Methods: Six electronic databases (PubMed, Embase, Medline, Web of Science, China National Knowledge Infrastructure (CNKI), and the Chinese WanFang database) were comprehensively searched for relevant studies. The analysis of overall survival (OS) and clinicopathological characteristics was conducted.
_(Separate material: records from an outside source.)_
//! In-process cluster store for tests.

use std::collections::BTreeMap;
use std::sync::atomic::{AtomicU64, Ordering};

use async_trait::async_trait;
use tokio::sync::RwLock;

use crate::resources::{ClusterObject, ResourceKind};

use super::{ClientError, ClusterClient};

type Key = (ResourceKind, String, String);

/// An in-memory [`ClusterClient`] with real API-server semantics: distinct
/// not-found and already-exists outcomes and optimistic-concurrency
/// resource versions that bump on every write.
#[derive(Default)]
pub struct MemoryClient {
    objects: RwLock<BTreeMap<Key, ClusterObject>>,
    revision: AtomicU64,
}

impl MemoryClient {
    /// An empty cluster.
    #[must_use]
    pub fn new() -> Self {
        Self::default()
    }

    /// Insert an object directly, bypassing create semantics. Test setup
    /// only.
    pub async fn seed(&self, object: impl Into<ClusterObject>) {
        let mut object = object.into();
        self.stamp(&mut object);
        let key = Self::key(&object);
        self.objects.write().await.insert(key, object);
    }

    /// Every stored object, in deterministic order. Used by tests to
    /// compare whole-cluster state before and after a mutate/revert pair.
    pub async fn snapshot(&self) -> Vec<ClusterObject> {
        self.objects.read().await.values().cloned().collect()
    }

    /// Number of stored objects.
    pub async fn len(&self) -> usize {
        self.objects.read().await.len()
    }

    /// Whether the cluster holds no objects.
    pub async fn is_empty(&self) -> bool {
        self.objects.read().await.is_empty()
    }

    fn key(object: &ClusterObject) -> Key {
        (
            object.kind(),
            object.namespace().to_string(),
            object.name().to_string(),
        )
    }

    fn stamp(&self, object: &mut ClusterObject) {
        let revision = self.revision.fetch_add(1, Ordering::Relaxed) + 1;
        object.metadata_mut().resource_version = Some(revision.to_string());
    }

    fn require_namespace(object: &ClusterObject) -> Result<(), ClientError> {
        if object.namespace().is_empty() {
            return Err(ClientError::MissingNamespace {
                kind: object.kind(),
                name: object.name().to_string(),
            });
        }
        Ok(())
    }
}

#[async_trait]
impl ClusterClient for MemoryClient {
    async fn get(
        &self,
        kind: ResourceKind,
        namespace: &str,
        name: &str,
    ) -> Result<ClusterObject, ClientError> {
        self.objects
            .read()
            .await
            .get(&(kind, namespace.to_string(), name.to_string()))
            .cloned()
            .ok_or_else(|| ClientError::NotFound {
                kind,
                namespace: namespace.to_string(),
                name: name.to_string(),
            })
    }

    async fn list(
        &self,
        kind: ResourceKind,
        namespace: &str,
    ) -> Result<Vec<ClusterObject>, ClientError> {
        Ok(self
            .objects
            .read()
            .await
            .iter()
            .filter(|((k, ns, _), _)| *k == kind && ns == namespace)
            .map(|(_, object)| object.clone())
            .collect())
    }

    async fn create(&self, object: &ClusterObject) -> Result<(), ClientError> {
        Self::require_namespace(object)?;
        let mut objects = self.objects.write().await;
        let key = Self::key(object);
        if objects.contains_key(&key) {
            return Err(ClientError::AlreadyExists {
                kind: object.kind(),
                namespace: object.namespace().to_string(),
                name: object.name().to_string(),
            });
        }
        let mut stored = object.clone();
        self.stamp(&mut stored);
        objects.insert(key, stored);
        Ok(())
    }

    async fn update(&self, object: &ClusterObject) -> Result<(), ClientError> {
        Self::require_namespace(object)?;
        let mut objects = self.objects.write().await;
        let key = Self::key(object);
        let Some(stored) = objects.get(&key) else {
            return Err(ClientError::NotFound {
                kind: object.kind(),
                namespace: object.namespace().to_string(),
                name: object.name().to_string(),
            });
        };
        let incoming = object.metadata().resource_version.as_deref();
        let current = stored.metadata().resource_version.as_deref();
        if let Some(incoming) = incoming {
            if current != Some(incoming) {
                return Err(ClientError::Conflict {
                    kind: object.kind(),
                    namespace: object.namespace().to_string(),
                    name: object.name().to_string(),
                });
            }
        }
        let mut stored = object.clone();
        self.stamp(&mut stored);
        objects.insert(key, stored);
        Ok(())
    }

    async fn delete(
        &self,
        kind: ResourceKind,
        namespace: &str,
        name: &str,
    ) -> Result<(), ClientError> {
        self.objects
            .write()
            .await
            .remove(&(kind, namespace.to_string(), name.to_string()))
            .map(|_| ())
            .ok_or_else(|| ClientError::NotFound {
                kind,
                namespace: namespace.to_string(),
                name: name.to_string(),
            })
    }
}
//! Collision grouping.
//!
//! Splits the start-sorted event list into maximal clusters of events that
//! are connected through chains of time overlap. Events in different clusters
//! never share column space.

use chrono::NaiveDateTime;

use crate::models::event::Event;

/// Indices into the packed event slice, in start order.
pub type Cluster = Vec<usize>;

/// Event indices ordered by start time, ties broken by index.
pub fn sort_by_start(events: &[Event]) -> Vec<usize> {
    let mut order: Vec<usize> = (0..events.len()).collect();
    order.sort_by(|&a, &b| events[a].start.cmp(&events[b].start).then(a.cmp(&b)));
    order
}

/// Group start-sorted events into collision clusters.
///
/// Tracks the latest end seen in the open cluster; an event starting at or
/// after it cannot touch anything before it and opens a new cluster.
pub fn collision_groups(events: &[Event], order: &[usize]) -> Vec<Cluster> {
    let mut clusters = Vec::new();
    let mut current: Cluster = Vec::new();
    let mut running_end: Option<NaiveDateTime> = None;

    for &index in order {
        let event = &events[index];
        match running_end {
            Some(end) if event.start < end => {
                current.push(index);
                running_end = Some(end.max(event.occupied_until()));
            }
            _ => {
                if !current.is_empty() {
                    clusters.push(std::mem::take(&mut current));
                }
                current.push(index);
                running_end = Some(event.occupied_until());
            }
        }
    }

    if !current.is_empty() {
        clusters.push(current);
    }

    clusters
}
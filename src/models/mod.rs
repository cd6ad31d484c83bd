// Module exports for models

pub mod event;
pub mod packed_event;
pub mod settings;
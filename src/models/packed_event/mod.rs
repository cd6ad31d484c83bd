// Packed event module
// An input event plus its pixel geometry on the day view

use chrono::NaiveDateTime;
use serde::{Deserialize, Serialize};

use crate::models::event::Event;

/// Event with its computed rectangle on the day view.
///
/// `index` is the position of the source event in the slice that was packed;
/// renderers use it to map taps back to their own event list.
#[derive(Debug, Clone, PartialEq, Serialize, Deserialize)]
pub struct PackedEvent {
    pub top: f32,
    pub height: f32,
    pub left: f32,
    pub width: f32,
    pub index: usize,
    pub start: NaiveDateTime,
    pub end: NaiveDateTime,
    #[serde(default, skip_serializing_if = "Option::is_none")]
    pub title: Option<String>,
    #[serde(default, skip_serializing_if = "Option::is_none")]
    pub summary: Option<String>,
    #[serde(default, skip_serializing_if = "Option::is_none")]
    pub color: Option<String>,
}

impl PackedEvent {
    pub(crate) fn from_event(event: &Event, index: usize) -> Self {
        Self {
            top: 0.0,
            height: 0.0,
            left: 0.0,
            width: 0.0,
            index,
            start: event.start,
            end: event.end,
            title: event.title.clone(),
            summary: event.summary.clone(),
            color: event.color.clone(),
        }
    }

    pub fn right(&self) -> f32 {
        self.left + self.width
    }

    pub fn bottom(&self) -> f32 {
        self.top + self.height
    }

    /// Returns true if the horizontal extents `[left, right)` intersect.
    ///
    /// `tolerance` absorbs float rounding at shared column edges.
    pub fn horizontally_overlaps(&self, other: &PackedEvent, tolerance: f32) -> bool {
        self.left < other.right() - tolerance && other.left < self.right() - tolerance
    }
}
// Event module
// Input event for the day view packer

use chrono::{Duration, NaiveDateTime};
use serde::{Deserialize, Serialize};

/// A time-bounded event to be placed on the day view.
///
/// `title`, `summary` and `color` are opaque to the packer and are copied to
/// the packed output unchanged. The event's identity in the output is its
/// position in the slice passed to the packer.
#[derive(Debug, Clone, PartialEq, Eq, Hash, Serialize, Deserialize)]
pub struct Event {
    pub start: NaiveDateTime,
    pub end: NaiveDateTime,
    #[serde(default, skip_serializing_if = "Option::is_none")]
    pub title: Option<String>,
    #[serde(default, skip_serializing_if = "Option::is_none")]
    pub summary: Option<String>,
    #[serde(default, skip_serializing_if = "Option::is_none")]
    pub color: Option<String>,
}

impl Event {
    /// Create a new event spanning `[start, end)`
    ///
    /// # Arguments
    /// * `start` - Event start time
    /// * `end` - Event end time, equal to `start` for a point event
    ///
    /// # Returns
    /// Returns `Result<Event, String>` with validation
    ///
    /// # Examples
    /// ```
    /// use dayview_packer::models::event::Event;
    /// use chrono::NaiveDate;
    ///
    /// let start = NaiveDate::from_ymd_opt(2025, 1, 6)
    ///     .unwrap()
    ///     .and_hms_opt(9, 0, 0)
    ///     .unwrap();
    /// let end = start + chrono::Duration::hours(1);
    /// let event = Event::new(start, end).unwrap();
    /// assert!(!event.is_point());
    /// ```
    pub fn new(start: NaiveDateTime, end: NaiveDateTime) -> Result<Self, String> {
        let event = Self {
            start,
            end,
            title: None,
            summary: None,
            color: None,
        };
        event.validate()?;
        Ok(event)
    }

    /// Create a builder for constructing events with optional fields
    pub fn builder() -> EventBuilder {
        EventBuilder::new()
    }

    /// Validate the event
    pub fn validate(&self) -> Result<(), String> {
        if self.end < self.start {
            return Err("Event end time must not be before start time".to_string());
        }
        Ok(())
    }

    /// Get the duration of the event
    pub fn duration(&self) -> Duration {
        self.end - self.start
    }

    /// True for a zero-length event (`start == end`).
    pub fn is_point(&self) -> bool {
        self.end <= self.start
    }

    /// Exclusive end of the time this event blocks.
    ///
    /// A point event still blocks the instant it starts at, so it collides
    /// with anything whose half-open range contains that instant.
    pub fn occupied_until(&self) -> NaiveDateTime {
        if self.end > self.start {
            self.end
        } else {
            self.start
                .checked_add_signed(Duration::nanoseconds(1))
                .unwrap_or(self.start)
        }
    }

    /// Half-open overlap test; touching endpoints do not overlap.
    pub fn overlaps(&self, other: &Event) -> bool {
        self.start < other.occupied_until() && other.start < self.occupied_until()
    }
}

/// Builder for creating events with optional fields
#[derive(Default)]
pub struct EventBuilder {
    start: Option<NaiveDateTime>,
    end: Option<NaiveDateTime>,
    title: Option<String>,
    summary: Option<String>,
    color: Option<String>,
}

impl EventBuilder {
    /// Create a new event builder
    pub fn new() -> Self {
        Self::default()
    }

    /// Set the start time
    pub fn start(mut self, start: NaiveDateTime) -> Self {
        self.start = Some(start);
        self
    }

    /// Set the end time
    pub fn end(mut self, end: NaiveDateTime) -> Self {
        self.end = Some(end);
        self
    }

    /// Set the event title
    pub fn title(mut self, title: impl Into<String>) -> Self {
        self.title = Some(title.into());
        self
    }

    /// Set the event summary
    pub fn summary(mut self, summary: impl Into<String>) -> Self {
        self.summary = Some(summary.into());
        self
    }

    /// Set the event color
    pub fn color(mut self, color: impl Into<String>) -> Self {
        self.color = Some(color.into());
        self
    }

    /// Build the event
    pub fn build(self) -> Result<Event, String> {
        let start = self.start.ok_or("Event start time is required")?;
        let end = self.end.ok_or("Event end time is required")?;

        let event = Event {
            start,
            end,
            title: self.title,
            summary: self.summary,
            color: self.color,
        };

        event.validate()?;
        Ok(event)
    }
}
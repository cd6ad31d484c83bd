// Day View Packer Library
// Exports all modules for testing and reuse

pub mod models;
pub mod services;
pub mod utils;
pub mod views;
Results: Nineteen studies with 1,559 patients were eventually eligible to be included in this meta-analysis. High expression level of LncRNA BLACAT1 was identified to be linked with shorter OS (HR: 2.02, 95% CI: 1.66-2.46, p < 0.001) and PFS (HR: 2.424, 95% CI: 1.827-3.020, p < 0.001) in cancer patients as opposed to low expression levels. Subgroup analysis showed that analysis model (multivariate or univariate), cut-off value (mean or median), sample size (more or fewer than 100), and cancer type had little effect on OS in multiple tumors. Moreover, high LncRNA BLACAT1 expression was associated with positive lymph node metastasis (HR: 2.29, 95% CI: 1.66-3.16, p < 0.00001), advanced clinical stage (HR: 2.29, 95% CI: 1.65-3.19, p < 0.00001) and worse differentiation status (HR: 0.58, 95% CI: 0.37-0.92, p = 0.02), compared to low LncRNA BLACAT1 expression.

Conclusion: The findings highlight that high LncRNA BLACAT1 expression might be detrimental and induce a worse prognosis for cancer patients.

Keywords: cancer; long non-coding RNA BLACAT1; meta-analysis; prognosis; survival.

Publication types

  • Systematic Review

Grants and funding

The author(s) declare that no financial support was received for the research, authorship, and/or publication of this article.